All in all, the above mentioned green areas must have some common properties because their surfaces have to contemporaneously be:
• DRAINING: this property is granted only through use of inert materials such as , river or quarry sand and/or gravel of different grain size and nature, placed in accordance to adequate layers. The agrarian ground has in fact enough draining properties, especially in those applications where the continuous passing of cars or people, is amassing the surface making it completely waterproof.
• CARRYING: the use of the area by more or less heavy means is imposing that the surface is realized with substrates having carrying and stable properties. The ground or the common peaty potting soils don’t have these characteristics, especially during the long raining periods, when they adopt plastic and deforming properties, therefore the inert materials like sand and gravels, also in this case have to be preferred.

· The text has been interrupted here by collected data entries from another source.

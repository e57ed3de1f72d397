//! 5x7 bitmap font, the last resort when no TrueType face parses.
//!
//! Covers space through `_` (ASCII 32..=95). Lowercase letters are
//! drawn as capitals; anything else is drawn as `?`.

use crate::outline::Outline;

const GLYPH_COLUMNS: usize = 5;
const GLYPH_ROWS: usize = 7;
/// Advance per character in cells: glyph plus one blank column.
const ADVANCE_CELLS: f64 = 6.0;
/// Line box height in cells: seven rows plus one for descent.
const EM_CELLS: f64 = 8.0;

/// Row bitmaps, top row first, bit 4 = leftmost column.
const GLYPHS: [[u8; GLYPH_ROWS]; 64] = [
    [0x00, 0x00, 0x00, 0x00, 0x00, 0x00, 0x00], // Space (32)
    [0x04, 0x04, 0x04, 0x04, 0x00, 0x04, 0x00], // ! (33)
    [0x0A, 0x0A, 0x00, 0x00, 0x00, 0x00, 0x00], // " (34)
    [0x0A, 0x1F, 0x0A, 0x1F, 0x0A, 0x00, 0x00], // # (35)
    [0x04, 0x0E, 0x14, 0x0E, 0x05, 0x0E, 0x04], // $ (36)
    [0x19, 0x1A, 0x04, 0x0B, 0x13, 0x00, 0x00], // % (37)
    [0x0C, 0x12, 0x0C, 0x12, 0x13, 0x0D, 0x00], // & (38)
    [0x04, 0x04, 0x00, 0x00, 0x00, 0x00, 0x00], // ' (39)
    [0x04, 0x08, 0x08, 0x08, 0x08, 0x04, 0x00], // ( (40)
    [0x04, 0x02, 0x02, 0x02, 0x02, 0x04, 0x00], // ) (41)
    [0x00, 0x15, 0x0E, 0x15, 0x00, 0x00, 0x00], // * (42)
    [0x00, 0x04, 0x04, 0x1F, 0x04, 0x04, 0x00], // + (43)
    [0x00, 0x00, 0x00, 0x00, 0x04, 0x04, 0x08], // , (44)
    [0x00, 0x00, 0x00, 0x1F, 0x00, 0x00, 0x00], // - (45)
    [0x00, 0x00, 0x00, 0x00, 0x00, 0x04, 0x00], // . (46)
    [0x01, 0x02, 0x04, 0x08, 0x10, 0x00, 0x00], // / (47)
    [0x0E, 0x11, 0x13, 0x15, 0x19, 0x11, 0x0E], // 0 (48)
    [0x04, 0x0C, 0x04, 0x04, 0x04, 0x04, 0x0E], // 1 (49)
    [0x0E, 0x11, 0x01, 0x02, 0x04, 0x08, 0x1F], // 2 (50)
    [0x1F, 0x02, 0x04, 0x02, 0x01, 0x11, 0x0E], // 3 (51)
    [0x02, 0x06, 0x0A, 0x12, 0x1F, 0x02, 0x02], // 4 (52)
    [0x1F, 0x10, 0x1E, 0x01, 0x01, 0x11, 0x0E], // 5 (53)
    [0x06, 0x08, 0x10, 0x1E, 0x11, 0x11, 0x0E], // 6 (54)
    [0x1F, 0x01, 0x02, 0x04, 0x08, 0x08, 0x08], // 7 (55)
    [0x0E, 0x11, 0x11, 0x0E, 0x11, 0x11, 0x0E], // 8 (56)
    [0x0E, 0x11, 0x11, 0x0F, 0x01, 0x02, 0x0C], // 9 (57)
    [0x00, 0x04, 0x00, 0x00, 0x04, 0x00, 0x00], // : (58)
    [0x00, 0x04, 0x00, 0x00, 0x04, 0x04, 0x08], // ; (59)
    [0x02, 0x04, 0x08, 0x10, 0x08, 0x04, 0x02], // < (60)
    [0x00, 0x00, 0x1F, 0x00, 0x1F, 0x00, 0x00], // = (61)
    [0x08, 0x04, 0x02, 0x01, 0x02, 0x04, 0x08], // > (62)
    [0x0E, 0x11, 0x01, 0x02, 0x04, 0x00, 0x04], // ? (63)
    [0x0E, 0x11, 0x17, 0x15, 0x17, 0x10, 0x0E], // @ (64)
    [0x0E, 0x11, 0x11, 0x1F, 0x11, 0x11, 0x11], // A (65)
    [0x1E, 0x11, 0x11, 0x1E, 0x11, 0x11, 0x1E], // B (66)
    [0x0E, 0x11, 0x10, 0x10, 0x10, 0x11, 0x0E], // C (67)
    [0x1E, 0x11, 0x11, 0x11, 0x11, 0x11, 0x1E], // D (68)
    [0x1F, 0x10, 0x10, 0x1E, 0x10, 0x10, 0x1F], // E (69)
    [0x1F, 0x10, 0x10, 0x1E, 0x10, 0x10, 0x10], // F (70)
    [0x0E, 0x11, 0x10, 0x17, 0x11, 0x11, 0x0F], // G (71)
    [0x11, 0x11, 0x11, 0x1F, 0x11, 0x11, 0x11], // H (72)
    [0x0E, 0x04, 0x04, 0x04, 0x04, 0x04, 0x0E], // I (73)
    [0x07, 0x02, 0x02, 0x02, 0x02, 0x12, 0x0C], // J (74)
    [0x11, 0x12, 0x14, 0x18, 0x14, 0x12, 0x11], // K (75)
    [0x10, 0x10, 0x10, 0x10, 0x10, 0x10, 0x1F], // L (76)
    [0x11, 0x1B, 0x15, 0x11, 0x11, 0x11, 0x11], // M (77)
    [0x11, 0x19, 0x15, 0x13, 0x11, 0x11, 0x11], // N (78)
    [0x0E, 0x11, 0x11, 0x11, 0x11, 0x11, 0x0E], // O (79)
    [0x1E, 0x11, 0x11, 0x1E, 0x10, 0x10, 0x10], // P (80)
    [0x0E, 0x11, 0x11, 0x11, 0x15, 0x12, 0x0D], // Q (81)
    [0x1E, 0x11, 0x11, 0x1E, 0x14, 0x12, 0x11], // R (82)
    [0x0F, 0x10, 0x10, 0x0E, 0x01, 0x01, 0x1E], // S (83)
    [0x1F, 0x04, 0x04, 0x04, 0x04, 0x04, 0x04], // T (84)
    [0x11, 0x11, 0x11, 0x11, 0x11, 0x11, 0x0E], // U (85)
    [0x11, 0x11, 0x11, 0x11, 0x11, 0x0A, 0x04], // V (86)
    [0x11, 0x11, 0x11, 0x15, 0x15, 0x1B, 0x11], // W (87)
    [0x11, 0x11, 0x0A, 0x04, 0x0A, 0x11, 0x11], // X (88)
    [0x11, 0x11, 0x0A, 0x04, 0x04, 0x04, 0x04], // Y (89)
    [0x1F, 0x01, 0x02, 0x04, 0x08, 0x10, 0x1F], // Z (90)
    [0x0E, 0x08, 0x08, 0x08, 0x08, 0x08, 0x0E], // [ (91)
    [0x10, 0x08, 0x04, 0x02, 0x01, 0x00, 0x00], // \ (92)
    [0x0E, 0x02, 0x02, 0x02, 0x02, 0x02, 0x0E], // ] (93)
    [0x04, 0x0A, 0x11, 0x00, 0x00, 0x00, 0x00], // ^ (94)
    [0x00, 0x00, 0x00, 0x00, 0x00, 0x00, 0x1F], // _ (95)
];

#[derive(Debug, Clone, Copy, Default, PartialEq, Eq)]
pub struct BitmapFont;

impl BitmapFont {
    fn glyph(ch: char) -> &'static [u8; GLYPH_ROWS] {
        let ch = ch.to_ascii_uppercase();
        let index = match ch as u32 {
            cp @ 32..=95 => cp - 32,
            _ => '?' as u32 - 32,
        };
        &GLYPHS[index as usize]
    }

    fn cell(size: f64) -> f64 {
        size / EM_CELLS
    }

    /// Width of `text` at `size`; the spacing column after the last
    /// character is not counted.
    pub fn measure(&self, text: &str, size: f64) -> f64 {
        let count = text.chars().count();
        if count == 0 {
            return 0.0;
        }
        (count as f64 * ADVANCE_CELLS - 1.0) * Self::cell(size)
    }

    pub fn ascent(&self, size: f64) -> f64 {
        GLYPH_ROWS as f64 * Self::cell(size)
    }

    /// One rectangle per horizontal run of lit cells.
    pub fn outline(&self, text: &str, size: f64, x: f64, top: f64) -> Outline {
        let cell = Self::cell(size);
        let mut outline = Outline::new();
        for (i, ch) in text.chars().enumerate() {
            let left = x + i as f64 * ADVANCE_CELLS * cell;
            for (row, bits) in Self::glyph(ch).iter().enumerate() {
                let y = top + row as f64 * cell;
                let mut col = 0;
                while col < GLYPH_COLUMNS {
                    if !lit(*bits, col) {
                        col += 1;
                        continue;
                    }
                    let start = col;
                    while col < GLYPH_COLUMNS && lit(*bits, col) {
                        col += 1;
                    }
                    outline.rect(
                        left + start as f64 * cell,
                        y,
                        (col - start) as f64 * cell,
                        cell,
                    );
                }
            }
        }
        outline
    }
}

fn lit(bits: u8, col: usize) -> bool {
    bits & (1 << (GLYPH_COLUMNS - 1 - col)) != 0
}

#[cfg(test)]
mod tests {
    use super::*;

    #[test]
    fn measures_without_trailing_gap() {
        let font = BitmapFont;
        assert_eq!(font.measure("", 8.0), 0.0);
        assert_eq!(font.measure("A", 8.0), 5.0);
        assert_eq!(font.measure("AB", 16.0), 22.0);
    }

    #[test]
    fn letter_i_spans_full_height() {
        let outline = BitmapFont.outline("I", 8.0, 0.0, 0.0);
        let (x0, y0, x1, y1) = outline.bounds().unwrap();
        assert!(x0 >= 0.0 && x1 <= 5.0);
        assert_eq!(y0, 0.0);
        assert_eq!(y1, 7.0);
    }

    #[test]
    fn lowercase_draws_as_capitals() {
        let font = BitmapFont;
        assert_eq!(
            font.outline("abc", 10.0, 0.0, 0.0),
            font.outline("ABC", 10.0, 0.0, 0.0)
        );
    }

    #[test]
    fn unknown_characters_draw_question_mark() {
        let font = BitmapFont;
        assert_eq!(
            font.outline("é", 10.0, 0.0, 0.0),
            font.outline("?", 10.0, 0.0, 0.0)
        );
        assert!(font.outline(" ", 10.0, 0.0, 0.0).is_empty());
    }
}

• FRUITFUL: they have to be able to grant the presence of water, gaseous oxygen, nutritional elements and the possibility of developing organic substances. Sand and gravels don’t have this properties, which are peculiar characteristic of good grounds or peaty potting soil.
The inert volcanic materials, used with simple and adequate constructive systems are granting, contemporaneously, to the surface: DRAINING, PORTANZA and FERTILITY. Those materials (pumices, lapilli, zeolites and volcanic mixtures) have the same draining properties as those inert materials from the river or the quarry and, as the last, are able to grant carrying and stability to continuous passing of cars or people.
Furthermore, due to their peculiar properties, or better due to the internal porosity of volcanic material, are constituting a fruitful substrate. The porosity of the material is granting an adequate capacity of water as well as the nutritional elements retention at any time and situation, and also the gaseous oxygen, very important for the growth and development of the roots, is granted by this material.